A ida ao SESC
(Pinheiros) para tentar conseguir um ingresso por esse que já não me
surpreende, refiro-me a Bob Wilson, não digo isso para causar qualquer
impressão, é que simplesmente não me sinto mais embasbacado por ele, então,
essa ida valeu ao menos para comprar um cd do Cage, que tanto custam por aqui -
eu deveria haver comprado aquele, àquele tempo, com homenagens a ele, quanto eu
poderia ter progredido desde então. Agora o ouço e ele sinceramente não me
surpreende, como poderia, mas me agrada demais. Vejam, vivemos no século XXI,
em que o conhecimento multiplica-se todo dia de forma exponencial. O Cage é no
máximo da época em que os microcomputadores saíam da tela alfanumérica. Mas ele
agrada muito, sim, pois percebo nele uma graça, uma singeleza, que não vejo
muito por aí, e isso incluo muitos dos que dizem fazem música inapelavelmente
eterna, tipo jazz, ou coisa que o valha. Pois eu sou sobejamente sensível a
narizes empinados, e eles existem demais por aí.
Mas ouvindo Cage sinto
que entendo o que ele quis realmente dizer com aquela peça - que todos citam,
todos os que querem se considerar acima da carne seca - em que nada acontecia,
em que nenhum ruído ou som (essa distinção seria cara a Cage, considero) era
apresentado. Mas não vou lhes dizer o que entendi.

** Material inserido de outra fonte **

use crate::error::{PkiError, Result};

pub const PRIVATE_KEY_LABEL: &str = "PRIVATE KEY";
pub const ENCRYPTED_PRIVATE_KEY_LABEL: &str = "ENCRYPTED PRIVATE KEY";
pub const CERTIFICATE_LABEL: &str = "CERTIFICATE";
pub const CRL_LABEL: &str = "X509 CRL";

/// Convert DER‑encoded data into a PEM‑encoded string with the provided label.
pub fn der_to_pem(der: &[u8], label: &str) -> String {
    let pem = pem::Pem::new(label, der);
    pem::encode_config(
        &pem,
        pem::EncodeConfig::new().set_line_ending(pem::LineEnding::LF),
    )
}

/// Parse a single PEM block, returning its label and DER contents.
pub fn parse_pem(pem_str: &str) -> Result<(String, Vec<u8>)> {
    let pem = pem::parse(pem_str)?;
    Ok((pem.tag().to_string(), pem.contents().to_vec()))
}

/// Whether the block is encrypted with the pre-PKCS#8 OpenSSL scheme, which
/// marks it with a `Proc-Type: 4,ENCRYPTED` header.
pub fn has_legacy_encryption(pem_str: &str) -> Result<bool> {
    let pem = pem::parse(pem_str)?;
    Ok(pem
        .headers()
        .get("Proc-Type")
        .is_some_and(|value| value.ends_with("ENCRYPTED")))
}

/// Convert a PEM‑encoded string to DER‑encoded bytes, checking the label.
pub fn pem_to_der(pem_str: &str, expected_label: &'static str) -> Result<Vec<u8>> {
    let (label, der) = parse_pem(pem_str)?;
    if label != expected_label {
        return Err(PkiError::parse(
            expected_label,
            format!("unexpected PEM label {label:?}"),
        ));
    }
    Ok(der)
}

Digo-lhes apenas que sinto
também que minha via no teatro e em qualquer outra arte expressiva vai na mesma
direção, ao que parece. E que precisarei pedir aos envolvidos uma entrega, em
pequenos gestos, sempre muito pequenos, ainda maior. Não sei na verdade se eles
entenderam quando eu lhes disse, no ensaio da declamação de Notas de rodapé,
"respeitem o outro, sintam-no ao seu lado, estamos todos juntos",
pois quase ninguém embarcou nessa. Não sei se me faço entender, mas não
conseguem perceber a distância que já estabelecemos, todos nós, no mundo em que
vivemos, antes mesmo de nos conhecermos ou de nos olharmos? Não percebem que
isso não é natural, que é uma forma de proteção que interiorizamos e que nos
impede perceber o outro ao nosso lado, simplesmente pelo prazer de percebê-lo?
Pois vocês não acreditariam NO QUANTO EU VI nos olhos da Rê quando eu lhe dizia
alguma coisa durante o ensaio. Eu a percebia, sinceramente a percebia, e nada
me fazia crer do contrário. Mas eu não estava só com ela. Estava com todos, e
PRECISEI DEIXAR PASSAR. Precisei superar essa sensação. Precisei entrar na
tarefa. Que é o que nos mata. A tarefa. Puxa, hoje, no século XXI, temos
realmente de nos preocupar com o resultado? Vejam ao seu redor. Temos mesmo? Ou
podemos, mais livremente, olhar dentro de nós e perceber o que acontece no
processo EM NOSSO INTERIOR? Sem querer fazer psicodrama, que eu sinto como algo
muito mas muito chato.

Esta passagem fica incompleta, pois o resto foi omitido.